A laser-based microscopy technique may have settled a long-standing debate among neuroscientists about how brain cells process energy -- while explaining what's really happening in PET (positron emission tomography) imaging and offering a better way to observe the damage that strokes and neurodegenerative diseases, such as Alzheimer's, wreak on brain cells.
Multi-photon microscopy scans by Cornell University biophysicists of living brain tissue, as reported in the latest issue of Science (July 2, 2004), reveal exactly how and when neurons (the cells that do the thinking) and astrocytes (the starburst-shaped glial cells that service neurons) interact to burn oxygen and glucose, after astrocytes make lactate from glucose in the bloodstream, to meet the extraordinary energy demands of the brain.
Based on imaging of two different energy states of NADH (nicotinamide adenine dinucleotide, a coenzyme involved in brain-cell metabolism), the Cornell biophysicists say they have both confirmed and redefined the controversial "astrocyte-neuron lactate shuttle" hypothesis for brain energy metabolism.

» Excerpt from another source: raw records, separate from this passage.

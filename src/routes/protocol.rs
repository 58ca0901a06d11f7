use std::sync::Arc;

use rocket::serde::json::Json;
use rocket::{State, delete, get, post};

use crate::error::BrokerResult;
use crate::models::{Protocol, RegisterProtocol, SharedProtocol};
use crate::protocol_registry::ProtocolRegistry;

#[post("/api/v1/projects/<project_id>/protocols", data = "<req>")]
pub fn register(
    project_id: &str,
    req: Json<RegisterProtocol>,
    protocols: &State<Arc<ProtocolRegistry>>,
) -> BrokerResult<Json<Protocol>> {
    let req = req.into_inner();
    let protocol = Protocol {
        name: req.name,
        version: req.version,
        message_schema: req.message_schema,
        capabilities: req.capabilities,
        metadata: req.metadata,
    };
    Ok(Json(protocols.register(project_id, protocol)?))
}

#[get("/api/v1/projects/<project_id>/protocols?<name>&<version>&<include_shared>")]
pub fn discover(
    project_id: &str,
    name: Option<&str>,
    version: Option<&str>,
    include_shared: bool,
    protocols: &State<Arc<ProtocolRegistry>>,
) -> BrokerResult<Json<Vec<SharedProtocol>>> {
    Ok(Json(protocols.discover(project_id, name, version, &[], include_shared)?))
}

#[get("/api/v1/projects/<project_id>/protocols/<name>/<version>")]
pub fn get_protocol(
    project_id: &str,
    name: &str,
    version: &str,
    protocols: &State<Arc<ProtocolRegistry>>,
) -> BrokerResult<Json<Protocol>> {
    Ok(Json(protocols.get(project_id, name, version)?))
}

#[delete("/api/v1/projects/<project_id>/protocols/<name>/<version>?<force>")]
pub fn delete_protocol(
    project_id: &str,
    name: &str,
    version: &str,
    force: bool,
    protocols: &State<Arc<ProtocolRegistry>>,
) -> BrokerResult<Json<serde_json::Value>> {
    protocols.delete(project_id, name, version, force)?;
    Ok(Json(serde_json::json!({"deleted": true})))
}

#[post("/api/v1/projects/<project_id>/protocols/<name>/<version>/share/<target_project_id>")]
pub fn share(
    project_id: &str,
    name: &str,
    version: &str,
    target_project_id: &str,
    protocols: &State<Arc<ProtocolRegistry>>,
) -> BrokerResult<Json<serde_json::Value>> {
    protocols.share_protocol(name, version, project_id, target_project_id)?;
    Ok(Json(serde_json::json!({"shared": true})))
}

#[delete("/api/v1/projects/<project_id>/protocols/<name>/<version>/share/<target_project_id>")]
pub fn unshare(
    project_id: &str,
    name: &str,
    version: &str,
    target_project_id: &str,
    protocols: &State<Arc<ProtocolRegistry>>,
) -> BrokerResult<Json<serde_json::Value>> {
    protocols.unshare_protocol(name, version, project_id, target_project_id)?;
    Ok(Json(serde_json::json!({"shared": false})))
}
use crate::common::test_client;
use rocket::http::{ContentType, Status};

#[test]
fn create_meeting_assigns_speaking_order_and_moderator() {
    let client = test_client();
    let res = client
        .post("/api/v1/meetings")
        .header(ContentType::JSON)
        .body(r#"{"title": "Roadmap review", "participant_ids": ["a", "b", "c"]}"#)
        .dispatch();
    assert_eq!(res.status(), Status::Ok);
    let meeting: serde_json::Value = res.into_json().unwrap();
    assert_eq!(meeting["title"], "Roadmap review");
    assert_eq!(meeting["status"], "pending");
    assert_eq!(meeting["current_round"], 0);
}

#[test]
fn create_meeting_requires_at_least_two_participants() {
    let client = test_client();
    let res = client
        .post("/api/v1/meetings")
        .header(ContentType::JSON)
        .body(r#"{"title": "Solo", "participant_ids": ["a"]}"#)
        .dispatch();
    assert_eq!(res.status(), Status::BadRequest);
}

#[test]
fn get_missing_meeting_is_404() {
    let client = test_client();
    let res = client
        .get("/api/v1/meetings/00000000-0000-0000-0000-000000000000")
        .dispatch();
    assert_eq!(res.status(), Status::NotFound);
}

#[test]
fn malformed_meeting_id_is_a_validation_error() {
    let client = test_client();
    let res = client.get("/api/v1/meetings/not-a-uuid").dispatch();
    assert_eq!(res.status(), Status::BadRequest);
}

#[test]
fn add_participant_appends_at_next_speaking_order() {
    let client = test_client();
    let res = client
        .post("/api/v1/meetings")
        .header(ContentType::JSON)
        .body(r#"{"title": "Growing meeting", "participant_ids": ["a", "b"]}"#)
        .dispatch();
    let meeting: serde_json::Value = res.into_json().unwrap();
    let meeting_id = meeting["id"].as_str().unwrap();

    let res = client
        .post(format!("/api/v1/meetings/{meeting_id}/participants/d"))
        .dispatch();
    assert_eq!(res.status(), Status::Ok);
    let participant: serde_json::Value = res.into_json().unwrap();
    assert_eq!(participant["speaking_order"], 3);
    assert_eq!(participant["role"], "participant");
}

#[test]
fn messages_and_decisions_start_empty() {
    let client = test_client();
    let res = client
        .post("/api/v1/meetings")
        .header(ContentType::JSON)
        .body(r#"{"title": "Fresh meeting", "participant_ids": ["a", "b"]}"#)
        .dispatch();
    let meeting: serde_json::Value = res.into_json().unwrap();
    let meeting_id = meeting["id"].as_str().unwrap();

    let res = client.get(format!("/api/v1/meetings/{meeting_id}/messages")).dispatch();
    assert_eq!(res.status(), Status::Ok);
    let messages: Vec<serde_json::Value> = res.into_json().unwrap();
    assert!(messages.is_empty());

    let res = client.get(format!("/api/v1/meetings/{meeting_id}/decisions")).dispatch();
    assert_eq!(res.status(), Status::Ok);
    let decisions: Vec<serde_json::Value> = res.into_json().unwrap();
    assert!(decisions.is_empty());
}

#[test]
fn opinion_and_vote_submission_without_a_running_discussion_is_not_accepted() {
    let client = test_client();
    let res = client
        .post("/api/v1/meetings")
        .header(ContentType::JSON)
        .body(r#"{"title": "No discussion yet", "participant_ids": ["a", "b"]}"#)
        .dispatch();
    let meeting: serde_json::Value = res.into_json().unwrap();
    let meeting_id = meeting["id"].as_str().unwrap();

    let res = client
        .post(format!("/api/v1/meetings/{meeting_id}/participants/a/opinion"))
        .header(ContentType::JSON)
        .body(r#"{"content": "looks fine to me"}"#)
        .dispatch();
    assert_eq!(res.status(), Status::Ok);
    let body: serde_json::Value = res.into_json().unwrap();
    assert_eq!(body["accepted"], false);
}
use rocket::local::blocking::Client;

/// Wrapper around `Client` that deletes its temp database on drop, so
/// repeated test runs don't accumulate `/tmp/broker_test_*.db` files.
pub struct TestClient {
    client: Option<Client>,
    db_path: String,
}

impl Drop for TestClient {
    fn drop(&mut self) {
        drop(self.client.take());
        let _ = std::fs::remove_file(&self.db_path);
        let _ = std::fs::remove_file(format!("{}-wal", self.db_path));
        let _ = std::fs::remove_file(format!("{}-shm", self.db_path));
    }
}

impl std::ops::Deref for TestClient {
    type Target = Client;
    fn deref(&self) -> &Client {
        self.client.as_ref().unwrap()
    }
}

pub fn test_client() -> TestClient {
    let db_path = format!(
        "/tmp/broker_test_{}.db",
        uuid::Uuid::new_v4().to_string().split('-').next().unwrap()
    );
    let rocket = agent_broker::rocket_with_db(&db_path);
    let client = Client::tracked(rocket).expect("valid rocket instance");
    TestClient { client: Some(client), db_path }
}

/// Creates a project and returns `(project_id, owner_api_key)`.
pub fn create_test_project(client: &Client, project_id: &str) -> (String, String) {
    use rocket::http::{ContentType, Status};
    let res = client
        .post("/api/v1/projects")
        .header(ContentType::JSON)
        .body(format!(r#"{{"project_id": "{project_id}", "name": "{project_id}"}}"#))
        .dispatch();
    assert_eq!(res.status(), Status::Ok);
    let body: serde_json::Value = res.into_json().unwrap();
    (
        body["project_id"].as_str().unwrap().to_string(),
        body["plaintext_api_key"].as_str().unwrap().to_string(),
    )
}

/// Creates a session within an already-existing project. Declares support for
/// `chat` protocol `1.0.0` so sessions can exchange messages in tests without
/// each one separately negotiating capabilities.
pub fn create_test_session(client: &Client, project_id: &str, session_id: &str) -> serde_json::Value {
    use rocket::http::{ContentType, Status};
    let res = client
        .post(format!("/api/v1/projects/{project_id}/sessions"))
        .header(ContentType::JSON)
        .body(format!(
            r#"{{"session_id": "{session_id}", "capabilities": {{"supported_protocols": {{"chat": ["1.0.0"]}}}}}}"#
        ))
        .dispatch();
    assert_eq!(res.status(), Status::Ok);
    res.into_json().unwrap()
}
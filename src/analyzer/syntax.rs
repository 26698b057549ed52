//! AST-backed complexity via tree-sitter.
//!
//! Each supported language has a query that captures one node per decision
//! point. File complexity is 1 plus the number of captured nodes. Without the
//! `tree-sitter` feature, or for extensions without a grammar, callers fall
//! back to the text estimate.

#[cfg(feature = "tree-sitter")]
use streaming_iterator::StreamingIterator;
#[cfg(feature = "tree-sitter")]
use tree_sitter::{Language, Parser, Query, QueryCursor};

#[cfg(feature = "tree-sitter")]
const TYPESCRIPT_BRANCHES: &str = r#"
(if_statement) @branch
(for_statement) @branch
(for_in_statement) @branch
(while_statement) @branch
(do_statement) @branch
(switch_case) @branch
(catch_clause) @branch
(ternary_expression) @branch
(binary_expression operator: "&&") @branch
(binary_expression operator: "||") @branch
(binary_expression operator: "??") @branch
"#;

#[cfg(feature = "tree-sitter")]
const PYTHON_BRANCHES: &str = r#"
(if_statement) @branch
(elif_clause) @branch
(for_statement) @branch
(while_statement) @branch
(except_clause) @branch
(conditional_expression) @branch
(boolean_operator operator: "and") @branch
(boolean_operator operator: "or") @branch
(list_comprehension) @branch
(dictionary_comprehension) @branch
(set_comprehension) @branch
(generator_expression) @branch
"#;

#[cfg(feature = "tree-sitter")]
const GO_BRANCHES: &str = r#"
(if_statement) @branch
(for_statement) @branch
(communication_case) @branch
(expression_case) @branch
(type_case) @branch
(binary_expression operator: "&&") @branch
(binary_expression operator: "||") @branch
"#;

#[cfg(feature = "tree-sitter")]
const RUST_BRANCHES: &str = r#"
(if_expression) @branch
(for_expression) @branch
(while_expression) @branch
(loop_expression) @branch
(match_arm) @branch
(binary_expression operator: "&&") @branch
(binary_expression operator: "||") @branch
"#;

#[cfg(feature = "tree-sitter")]
const JAVA_BRANCHES: &str = r#"
(if_statement) @branch
(for_statement) @branch
(enhanced_for_statement) @branch
(while_statement) @branch
(do_statement) @branch
(switch_block_statement_group) @branch
(catch_clause) @branch
(ternary_expression) @branch
(binary_expression operator: "&&") @branch
(binary_expression operator: "||") @branch
"#;

#[cfg(feature = "tree-sitter")]
const C_BRANCHES: &str = r#"
(if_statement) @branch
(for_statement) @branch
(while_statement) @branch
(do_statement) @branch
(case_statement) @branch
(conditional_expression) @branch
(binary_expression operator: "&&") @branch
(binary_expression operator: "||") @branch
"#;

#[cfg(feature = "tree-sitter")]
const CPP_BRANCHES: &str = r#"
(if_statement) @branch
(for_statement) @branch
(for_range_loop) @branch
(while_statement) @branch
(do_statement) @branch
(case_statement) @branch
(catch_clause) @branch
(conditional_expression) @branch
(binary_expression operator: "&&") @branch
(binary_expression operator: "||") @branch
"#;

#[cfg(feature = "tree-sitter")]
const SCALA_BRANCHES: &str = r#"
(if_expression) @branch
(case_clause) @branch
(while_expression) @branch
(for_expression) @branch
(catch_clause) @branch
"#;

#[cfg(feature = "tree-sitter")]
const SWIFT_BRANCHES: &str = r#"
(if_statement) @branch
(guard_statement) @branch
(switch_entry) @branch
(while_statement) @branch
(for_statement) @branch
(repeat_while_statement) @branch
(catch_block) @branch
"#;

/// Grammar and branch query for a file extension.
#[cfg(feature = "tree-sitter")]
fn grammar_for(ext: &str) -> Option<(Language, &'static str)> {
    let grammar = match ext {
        "ts" => (tree_sitter_typescript::LANGUAGE_TYPESCRIPT.into(), TYPESCRIPT_BRANCHES),
        "tsx" | "jsx" => (tree_sitter_typescript::LANGUAGE_TSX.into(), TYPESCRIPT_BRANCHES),
        "js" | "mjs" | "cjs" => (tree_sitter_javascript::LANGUAGE.into(), TYPESCRIPT_BRANCHES),
        "py" => (tree_sitter_python::LANGUAGE.into(), PYTHON_BRANCHES),
        "go" => (tree_sitter_go::LANGUAGE.into(), GO_BRANCHES),
        "rs" => (tree_sitter_rust::LANGUAGE.into(), RUST_BRANCHES),
        "java" => (tree_sitter_java::LANGUAGE.into(), JAVA_BRANCHES),
        "c" | "h" => (tree_sitter_c::LANGUAGE.into(), C_BRANCHES),
        "cpp" | "hpp" => (tree_sitter_cpp::LANGUAGE.into(), CPP_BRANCHES),
        "scala" => (tree_sitter_scala::LANGUAGE.into(), SCALA_BRANCHES),
        "swift" => (tree_sitter_swift::LANGUAGE.into(), SWIFT_BRANCHES),
        _ => return None,
    };
    Some(grammar)
}

/// Count decision points in `source` using the grammar for `ext`.
///
/// Returns `None` when no grammar is available or the query cannot be built.
#[cfg(feature = "tree-sitter")]
pub fn syntax_complexity(ext: &str, source: &str) -> Option<u32> {
    let (language, branches) = grammar_for(ext)?;

    let mut parser = Parser::new();
    if let Err(e) = parser.set_language(&language) {
        tracing::debug!("cannot load {} grammar: {}", ext, e);
        return None;
    }
    let tree = parser.parse(source, None)?;

    let query = match Query::new(&language, branches) {
        Ok(q) => q,
        Err(e) => {
            tracing::debug!("invalid branch query for {}: {}", ext, e);
            return None;
        }
    };
    let mut cursor = QueryCursor::new();
    let mut matches = cursor.matches(&query, tree.root_node(), source.as_bytes());

    let mut complexity = 1;
    while matches.next().is_some() {
        complexity += 1;
    }
    Some(complexity)
}

#[cfg(not(feature = "tree-sitter"))]
pub fn syntax_complexity(_ext: &str, _source: &str) -> Option<u32> {
    None
}

#[cfg(all(test, feature = "tree-sitter"))]
mod tests {
    use super::*;

    #[test]
    fn test_typescript_complexity() {
        let source = r#"
function process(x: number): number {
    // if this comment counted the result would be wrong
    if (x > 0) {
        for (let i = 0; i < x; i++) {
            if (i % 2 === 0 && i > 5) {
                return i;
            }
        }
    }
    return x > 10 ? 1 : 0;
}
"#;
        assert_eq!(syntax_complexity("ts", source), Some(6));
    }

    #[test]
    fn test_string_contents_are_not_branches() {
        let source = "const label = \"if this || that\";\n";
        assert_eq!(syntax_complexity("js", source), Some(1));
    }

    #[test]
    fn test_python_complexity() {
        let source = r#"
def complex(x):
    if x > 0:
        for i in range(x):
            if i % 2 == 0:
                print(i)
    return x
"#;
        assert_eq!(syntax_complexity("py", source), Some(4));
    }

    #[test]
    fn test_rust_complexity() {
        let source = r#"
fn classify(n: i32) -> &'static str {
    match n {
        0 => "zero",
        n if n < 0 => "negative",
        _ => "positive",
    }
}
"#;
        // three match arms
        assert_eq!(syntax_complexity("rs", source), Some(4));
    }

    #[test]
    fn test_unknown_extension() {
        assert_eq!(syntax_complexity("md", "# title"), None);
    }
}
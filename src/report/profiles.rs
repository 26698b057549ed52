//! Per-analyzer scoring profiles.
//!
//! A profile turns one analyzer's typed payload into a score and a
//! [`Summary`]. Profiles are built once per report run from the defaults
//! plus any weight and threshold overrides in the configuration.

use std::collections::BTreeMap;

use serde::{Deserialize, Serialize};

use crate::analyzer::{
    format_bytes, AnalyzerData, BundleData, ComplexityData, DependencyData, DuplicationData,
    EscapeKind, TypeSafetyData, BUNDLE_SIZE, COMPLEXITY, DEPENDENCY, DUPLICATION, TYPE_SAFETY,
};
use crate::config::{ScanConfig, ThresholdSetting};

use super::{Issue, Severity, Status, Summary};

/// Duplicate blocks at least this long are critical.
const LARGE_DUPLICATE_LINES: usize = 50;

/// Clamp a score into [0, 100]. NaN becomes 0.
pub fn clamp_score(score: f64) -> f64 {
    if score.is_nan() {
        0.0
    } else {
        score.clamp(0.0, 100.0)
    }
}

#[derive(Debug, Clone, Copy, PartialEq, Serialize, Deserialize)]
pub struct Thresholds {
    pub critical: f64,
    pub warning: f64,
}

impl Thresholds {
    pub const fn new(critical: f64, warning: f64) -> Self {
        Self { critical, warning }
    }

    pub fn status(&self, score: f64) -> Status {
        if score < self.critical {
            Status::Failing
        } else if score < self.warning {
            Status::Caution
        } else {
            Status::Healthy
        }
    }

    fn apply(&mut self, setting: ThresholdSetting) {
        match setting {
            ThresholdSetting::Warning(w) => {
                self.warning = w;
                self.critical = self.critical.min(w);
            }
            ThresholdSetting::Bands { critical, warning } => {
                self.critical = critical;
                self.warning = warning;
            }
        }
    }
}

pub type ScoreFn = fn(&AnalyzerData) -> Option<f64>;
pub type SummarizeFn = fn(&AnalyzerData) -> Option<Summary>;

/// How one analyzer's results are weighted, banded and summarized.
///
/// `scoring` and `summarize` return `None` when handed another analyzer's
/// payload.
#[derive(Debug, Clone)]
pub struct AnalyzerConfig {
    pub name: String,
    pub weight: f64,
    pub thresholds: Thresholds,
    scoring: ScoreFn,
    summarize: SummarizeFn,
}

impl AnalyzerConfig {
    pub fn new(
        name: impl Into<String>,
        weight: f64,
        thresholds: Thresholds,
        scoring: ScoreFn,
        summarize: SummarizeFn,
    ) -> Self {
        Self {
            name: name.into(),
            weight,
            thresholds,
            scoring,
            summarize,
        }
    }

    pub fn score(&self, data: &AnalyzerData) -> Option<f64> {
        (self.scoring)(data).map(clamp_score)
    }

    pub fn summarize(&self, data: &AnalyzerData) -> Option<Summary> {
        (self.summarize)(data).map(|mut summary| {
            summary.score = clamp_score(summary.score);
            summary
        })
    }
}

/// Immutable set of analyzer profiles, in registration order.
#[derive(Debug, Clone, Default)]
pub struct AnalyzerConfigs {
    configs: Vec<AnalyzerConfig>,
}

impl AnalyzerConfigs {
    pub fn new() -> Self {
        Self::default()
    }

    /// Built-in profiles for every default analyzer.
    pub fn defaults() -> Self {
        let mut configs = Self::new();
        configs.register(AnalyzerConfig::new(
            DUPLICATION,
            0.25,
            Thresholds::new(60.0, 80.0),
            |d| match d {
                AnalyzerData::Duplication(d) => Some(duplication_score(d)),
                _ => None,
            },
            |d| match d {
                AnalyzerData::Duplication(d) => Some(summarize_duplication(d)),
                _ => None,
            },
        ));
        configs.register(AnalyzerConfig::new(
            COMPLEXITY,
            0.25,
            Thresholds::new(50.0, 75.0),
            |d| match d {
                AnalyzerData::Complexity(d) => Some(complexity_score(d)),
                _ => None,
            },
            |d| match d {
                AnalyzerData::Complexity(d) => Some(summarize_complexity(d)),
                _ => None,
            },
        ));
        configs.register(AnalyzerConfig::new(
            DEPENDENCY,
            0.20,
            Thresholds::new(50.0, 75.0),
            |d| match d {
                AnalyzerData::Dependency(d) => Some(dependency_score(d)),
                _ => None,
            },
            |d| match d {
                AnalyzerData::Dependency(d) => Some(summarize_dependencies(d)),
                _ => None,
            },
        ));
        configs.register(AnalyzerConfig::new(
            BUNDLE_SIZE,
            0.10,
            Thresholds::new(50.0, 80.0),
            |d| match d {
                AnalyzerData::BundleSize(d) => Some(bundle_score(d)),
                _ => None,
            },
            |d| match d {
                AnalyzerData::BundleSize(d) => Some(summarize_bundle(d)),
                _ => None,
            },
        ));
        configs.register(AnalyzerConfig::new(
            TYPE_SAFETY,
            0.20,
            Thresholds::new(50.0, 75.0),
            |d| match d {
                AnalyzerData::TypeSafety(d) => Some(type_safety_score(d)),
                _ => None,
            },
            |d| match d {
                AnalyzerData::TypeSafety(d) => Some(summarize_type_safety(d)),
                _ => None,
            },
        ));
        configs
    }

    /// Defaults with the configuration's weight and threshold overrides.
    /// Overrides for unknown analyzers are ignored.
    pub fn from_config(config: &ScanConfig) -> Self {
        let mut configs = Self::defaults();
        for profile in &mut configs.configs {
            if let Some(weight) = config.weights.get(&profile.name) {
                profile.weight = *weight;
            }
            if let Some(setting) = config.thresholds.get(&profile.name) {
                profile.thresholds.apply(*setting);
            }
        }
        configs
    }

    /// Add a profile, replacing any previous one with the same name.
    pub fn register(&mut self, config: AnalyzerConfig) {
        match self.configs.iter_mut().find(|c| c.name == config.name) {
            Some(existing) => *existing = config,
            None => self.configs.push(config),
        }
    }

    pub fn get(&self, name: &str) -> Option<&AnalyzerConfig> {
        self.configs.iter().find(|c| c.name == name)
    }

    pub fn iter(&self) -> impl Iterator<Item = &AnalyzerConfig> {
        self.configs.iter()
    }
}

fn metrics<const N: usize>(pairs: [(&str, f64); N]) -> BTreeMap<String, f64> {
    pairs.into_iter().map(|(k, v)| (k.to_string(), v)).collect()
}

fn duplication_score(data: &DuplicationData) -> f64 {
    if data.matches.is_empty() || data.total_lines == 0 {
        return 100.0;
    }
    100.0 - 2.0 * data.duplication_percentage()
}

fn summarize_duplication(data: &DuplicationData) -> Summary {
    let mut issues: Vec<Issue> = data
        .matches
        .iter()
        .map(|m| {
            let severity = if m.line_count >= LARGE_DUPLICATE_LINES {
                Severity::Critical
            } else {
                Severity::Warning
            };
            Issue::new(
                "duplicate-block",
                severity,
                format!(
                    "{} lines duplicated between {}:{} and {}:{}",
                    m.line_count, m.file_a, m.line_range_a, m.file_b, m.line_range_b
                ),
            )
            .in_file(m.file_a.clone())
        })
        .collect();
    issues.extend(unreadable_issues(&data.skipped_files));

    Summary {
        score: duplication_score(data),
        issues,
        metrics: metrics([
            ("duplicatedLines", data.duplicated_lines as f64),
            ("totalLines", data.total_lines as f64),
            ("duplicationPercentage", data.duplication_percentage()),
            ("filesScanned", data.files_scanned as f64),
            ("matchCount", data.matches.len() as f64),
        ]),
    }
}

fn complexity_score(data: &ComplexityData) -> f64 {
    let total = data.files.len();
    if total == 0 {
        return 100.0;
    }
    let limit = data.max_file_complexity;
    let within = data.files.iter().filter(|f| f.complexity <= limit).count();
    let critical = data
        .files
        .iter()
        .filter(|f| f.complexity > limit.saturating_mul(2))
        .count();
    100.0 * within as f64 / total as f64 - 2.0 * critical as f64
}

fn summarize_complexity(data: &ComplexityData) -> Summary {
    let limit = data.max_file_complexity;
    let mut issues: Vec<Issue> = data
        .over_limit()
        .map(|f| {
            let severity = if f.complexity > limit.saturating_mul(2) {
                Severity::Critical
            } else {
                Severity::Warning
            };
            Issue::new(
                "high-complexity",
                severity,
                format!("complexity {} exceeds the limit of {}", f.complexity, limit),
            )
            .in_file(f.path.clone())
        })
        .collect();
    issues.extend(unreadable_issues(&data.skipped_files));

    Summary {
        score: complexity_score(data),
        issues,
        metrics: metrics([
            ("filesAnalyzed", data.files_analyzed() as f64),
            ("averageComplexity", data.average_complexity()),
            ("maxComplexity", data.max_complexity() as f64),
            ("filesOverLimit", data.over_limit().count() as f64),
        ]),
    }
}

fn excess_dependencies(data: &DependencyData) -> usize {
    data.direct_count().saturating_sub(data.max_dependencies)
}

fn dependency_score(data: &DependencyData) -> f64 {
    100.0
        - 10.0 * data.unpinned().count() as f64
        - 5.0 * data.outdated.len() as f64
        - excess_dependencies(data) as f64
}

fn summarize_dependencies(data: &DependencyData) -> Summary {
    let mut issues: Vec<Issue> = data
        .unpinned()
        .map(|d| {
            let severity = if d.dev {
                Severity::Warning
            } else {
                Severity::Critical
            };
            let requirement = if d.version.is_empty() {
                "no version"
            } else {
                d.version.as_str()
            };
            Issue::new(
                "unpinned-dependency",
                severity,
                format!("{} accepts any version ({})", d.name, requirement),
            )
            .in_file(data.manifest.clone())
        })
        .collect();

    issues.extend(data.outdated.iter().map(|name| {
        Issue::new(
            "outdated-dependency",
            Severity::Info,
            format!("{} has a newer release", name),
        )
    }));

    let excess = excess_dependencies(data);
    if excess > 0 {
        issues.push(
            Issue::new(
                "too-many-dependencies",
                Severity::Warning,
                format!(
                    "{} direct dependencies, {} over the limit of {}",
                    data.direct_count(),
                    excess,
                    data.max_dependencies
                ),
            )
            .in_file(data.manifest.clone()),
        );
    }

    let mut summary_metrics = metrics([
        ("dependencies", data.direct_count() as f64),
        ("devDependencies", data.dev_count() as f64),
        ("unpinned", data.unpinned().count() as f64),
    ]);
    if data.outdated_checked {
        summary_metrics.insert("outdated".to_string(), data.outdated.len() as f64);
    }

    Summary {
        score: dependency_score(data),
        issues,
        metrics: summary_metrics,
    }
}

fn bundle_score(data: &BundleData) -> f64 {
    if data.total_bytes <= data.budget_bytes {
        100.0
    } else {
        100.0 * data.budget_bytes as f64 / data.total_bytes as f64
    }
}

fn summarize_bundle(data: &BundleData) -> Summary {
    let mut issues = Vec::new();
    if data.over_budget() {
        let severity = if data.total_bytes > data.budget_bytes.saturating_mul(2) {
            Severity::Critical
        } else {
            Severity::Warning
        };
        issues.push(Issue::new(
            "over-budget",
            severity,
            format!(
                "build output is {} against a budget of {}",
                format_bytes(data.total_bytes),
                format_bytes(data.budget_bytes)
            ),
        ));
    }
    if let Some(largest) = data.largest() {
        issues.push(
            Issue::new(
                "largest-asset",
                Severity::Info,
                format!("largest asset is {}", format_bytes(largest.size_bytes)),
            )
            .in_file(largest.path.clone()),
        );
    }

    Summary {
        score: bundle_score(data),
        issues,
        metrics: metrics([
            ("totalBytes", data.total_bytes as f64),
            ("budgetBytes", data.budget_bytes as f64),
            ("assets", data.files.len() as f64),
            (
                "largestAssetBytes",
                data.largest().map(|f| f.size_bytes).unwrap_or(0) as f64,
            ),
        ]),
    }
}

fn type_safety_score(data: &TypeSafetyData) -> f64 {
    100.0 - 10.0 * data.escapes_per_kloc()
}

fn summarize_type_safety(data: &TypeSafetyData) -> Summary {
    let mut issues: Vec<Issue> = data
        .findings
        .iter()
        .filter(|f| f.kind == EscapeKind::NoCheck)
        .map(|f| {
            Issue::new(
                EscapeKind::NoCheck.as_str(),
                Severity::Critical,
                "type checking is disabled for the whole file",
            )
            .in_file(f.path.clone())
        })
        .collect();

    let mut summary_metrics = metrics([
        ("escapes", data.findings.len() as f64),
        ("escapesPerKloc", data.escapes_per_kloc()),
        ("filesScanned", data.files_scanned as f64),
        ("totalLines", data.total_lines as f64),
    ]);

    for kind in EscapeKind::ALL {
        let count = data.count(kind);
        summary_metrics.insert(kind.as_str().to_string(), count as f64);
        if count == 0 || kind == EscapeKind::NoCheck {
            continue;
        }
        let severity = if kind == EscapeKind::Unsafe {
            Severity::Info
        } else {
            Severity::Warning
        };
        issues.push(Issue::new(
            kind.as_str(),
            severity,
            format!("{} {} occurrences", count, kind),
        ));
    }
    issues.extend(unreadable_issues(&data.skipped_files));

    Summary {
        score: type_safety_score(data),
        issues,
        metrics: summary_metrics,
    }
}

fn unreadable_issues(skipped: &[String]) -> impl Iterator<Item = Issue> + '_ {
    skipped.iter().map(|path| {
        Issue::new("unreadable-file", Severity::Info, "file could not be read").in_file(path.clone())
    })
}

"Over the past decade scientists have passionately debated whether the activated brain burns glucose completely to water or incompletely to lactate," said Karl A. Kasischke, M.D., lead author of the Science paper titled "Neural Activity Triggers Neuronal Oxidative Metabolism Followed by Astrocytic Glycolysis." "Our results unify existing contradictory opinions and should be a win-win situation for both factions," said Kasischke, who is a research associate in the Developmental Resource for Biophysical Imaging and Opto-electronics (DRBIO) laboratory headed by Watt W. Webb. Webb, Cornell's S.B. Eckert Professor in Engineering and a co-inventor of multiphoton microscopy who also is an author on the Science paper, explains: "Multiphoton microscopy imaging of intrinsic fluorescence in NADH shows that early oxidative metabolism in neurons is eventually sustained -- after about 10 seconds -- by late activation of the astrocyte-neuron lactate shuttle. Neurons, even at rest, are always burning glucose and they continue to do so when a signal begins to pass through the neurons. Then the astrocytes 'kick in' to provide lactate fuel that they have converted from glucose."
If that seems like a fine point, it is one that escaped scientists who developed PET and fMRI (functional magnetic resonance imaging) scanning technologies, as well as the medical personnel who use those diagnostic tools everyday without knowing exactly what the images represent. PET and fMRI are not recording neural activity directly, but rather surrogates for activity -- changes in blood flow (in the case of PET) and blood oxygenation (fMRI) -- Kasischke explained. He compares PET and fMRI scans to pictures from cameras with slow shutter speeds and wide-angle lenses, producing a broad view over a relatively lengthy time span. A very different picture emerges from multiphoton microscopy, which can record millisecond changes in microscopic detail. The ultra-fast microscopic technique can image individual nerve cells and even their finest extensions, where important steps in brain-cell metabolism take place.